Salvia confertiflora
Curtis's Botanical Magazine Vol 68 Nº 3899 (1842)
Salvia confertiflora, Pohl,
Pl. Brasil. Icon. Descr. 2. p. 134. t. 190 (1833)
Benth. Lab. p. 276
Lindl. Bot. Reg. vol. 25. t. 29
An extremely beautiful Brazilian Sage, at least the variety here represented is of that character. Pohl, the original discoverer (among shrubs in the Serra d'Estrella and in the Padre Correa, Brazil) and describer of this plant, distinguishes two states of it; the one corollis flavidis, the kind he figures, and the other corollis rubellis. But the blossoms of our Salvia are of a much more beautiful colour than even the latter name would indicate: these corollas are likewise longer, more protruded from the calyx, and the leaves are more acuminated than in his figure. It was discovered in the Organ Mountains of Brazil, and by him sent to the Glasgow and other Botanic Gardens, where it has flowered during the autumnal months; and though able to bear the open border in the summer months, yet it comes to greater perfection in a warm greenhouse.

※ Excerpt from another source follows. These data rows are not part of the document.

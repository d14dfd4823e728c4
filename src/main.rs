//! token-vault - CLI entry point.

mod commands;

use clap::{Parser, Subcommand, ValueEnum};
use token_vault::{config::Config, SettingsStore};
use tracing_subscriber::{layer::SubscriberExt, util::SubscriberInitExt};

#[derive(Parser)]
#[command(name = "token-vault")]
#[command(about = "Keep an OAuth test token local, encrypted in git, and decrypted on CI")]
#[command(version)]
struct Cli {
    #[command(subcommand)]
    command: Commands,

    /// Enable debug logging
    #[arg(long, global = true)]
    debug: bool,
}

/// Well-known OAuth endpoints.
#[derive(Debug, Clone, Copy, ValueEnum)]
pub enum Preset {
    Google,
    Github,
}

#[derive(Debug, clap::Args)]
pub struct OAuthArgs {
    /// Use a provider's well-known endpoints
    #[arg(long, value_enum)]
    pub preset: Option<Preset>,

    /// OAuth client id
    #[arg(long)]
    pub client_id: Option<String>,

    /// OAuth client secret (installed-app secrets are not confidential)
    #[arg(long)]
    pub client_secret: Option<String>,

    /// Authorization endpoint
    #[arg(long)]
    pub authorize_url: Option<String>,

    /// Token endpoint
    #[arg(long)]
    pub token_url: Option<String>,

    /// Redirect URI registered for the client
    #[arg(long)]
    pub redirect_uri: Option<String>,

    /// Scope to request (repeatable)
    #[arg(long = "scope")]
    pub scopes: Vec<String>,
}

#[derive(Subcommand)]
enum Commands {
    /// Obtain a token through the browser and store it locally
    Login {
        #[command(flatten)]
        oauth: OAuthArgs,
    },
    /// Refresh the stored token using its refresh token
    Refresh,
    /// Show artifact, token and branch state
    Status,
    /// Encrypt the token, register its key with CI and update build manifests
    Encrypt {
        /// Do not register the key and IV with the CI provider
        #[arg(long)]
        dry_run: bool,
    },
    /// Decrypt the committed token (run on CI before tests)
    Decrypt {
        /// Exit successfully when the key variables are absent (e.g. fork builds)
        #[arg(long)]
        allow_missing: bool,
    },
    /// Verify ignore lists and CI config are consistent
    Check {
        /// Print the report as JSON
        #[arg(long)]
        json: bool,
    },
    /// Include or exclude the plaintext token from package builds for a branch
    Package {
        /// Branch to apply (defaults to the current branch)
        #[arg(long)]
        branch: Option<String>,
    },
    /// Inspect or repair the cached CI repository slug
    Slug {
        #[command(subcommand)]
        cmd: SlugCommands,
    },
    /// Discard the local token, log in again and re-encrypt
    Rotate {
        #[command(flatten)]
        oauth: OAuthArgs,

        /// Do not register the key and IV with the CI provider
        #[arg(long)]
        dry_run: bool,
    },
}

#[derive(Subcommand)]
enum SlugCommands {
    /// Show the slug that would be used
    Show,
    /// Rewrite the cached slug to match the origin remote
    Fix,
    /// Always use this slug, ignoring git config and the remote
    Pin {
        /// Repository slug, e.g. owner/repo
        slug: String,
    },
    /// Remove a pinned slug
    Unpin,
}

fn main() -> anyhow::Result<()> {
    let runtime = tokio::runtime::Builder::new_current_thread()
        .enable_all()
        .build()?;
    runtime.block_on(async_main())
}

async fn async_main() -> anyhow::Result<()> {
    let cli = Cli::parse();

    let default_filter = if cli.debug {
        "token_vault=debug"
    } else {
        "token_vault=info"
    };
    tracing_subscriber::registry()
        .with(
            tracing_subscriber::EnvFilter::try_from_default_env()
                .unwrap_or_else(|_| default_filter.into()),
        )
        .with(tracing_subscriber::fmt::layer().with_writer(std::io::stderr))
        .init();

    let config = Config::from_env()?;
    let settings = SettingsStore::new(&config.project_dir).await;

    match cli.command {
        Commands::Login { oauth } => commands::login(&config, &settings, &oauth).await,
        Commands::Refresh => commands::refresh(&config, &settings).await,
        Commands::Status => commands::status(&config, &settings).await,
        Commands::Encrypt { dry_run } => {
            commands::encrypt(&config, &settings, dry_run || config.dry_run).await
        }
        Commands::Decrypt { allow_missing } => {
            commands::decrypt(&config, &settings, allow_missing).await
        }
        Commands::Check { json } => commands::check(&config, &settings, json).await,
        Commands::Package { branch } => commands::package(&config, &settings, branch).await,
        Commands::Slug { cmd } => match cmd {
            SlugCommands::Show => commands::slug_show(&config, &settings).await,
            SlugCommands::Fix => commands::slug_fix(&config).await,
            SlugCommands::Pin { slug } => commands::slug_pin(&settings, Some(slug)).await,
            SlugCommands::Unpin => commands::slug_pin(&settings, None).await,
        },
        Commands::Rotate { oauth, dry_run } => {
            commands::rotate(&config, &settings, &oauth, dry_run || config.dry_run).await
        }
    }
}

Descr. Plant three to four feet high, shrubby, everywhere more or less pubescenti-hirsute. Stem quadrangular, thickened and reddish at the angles. Lower leaves very large, six inches and upwards long, all of them ovate, petiolate, acuminate, coarsely serrated, wrinkled, beneath tomentose and pale. Raceme spiciform, very long, composed of numerous whorls of rather small and nearly sessile, bright-red flowers. Calyx deeply tinged with red, densely clothed, as is the corolla, with velvety hairs or tomentum. Corolla more than twice as long as the calyx, clavate, shortly two-lipped, very obtuse; lips nearly equal, both of them very concave; upper one entire, lower cut into three incurved lobes, of which the middle one is the longest and entire. Anthers with the clubbed apex of their connectivum conjoined.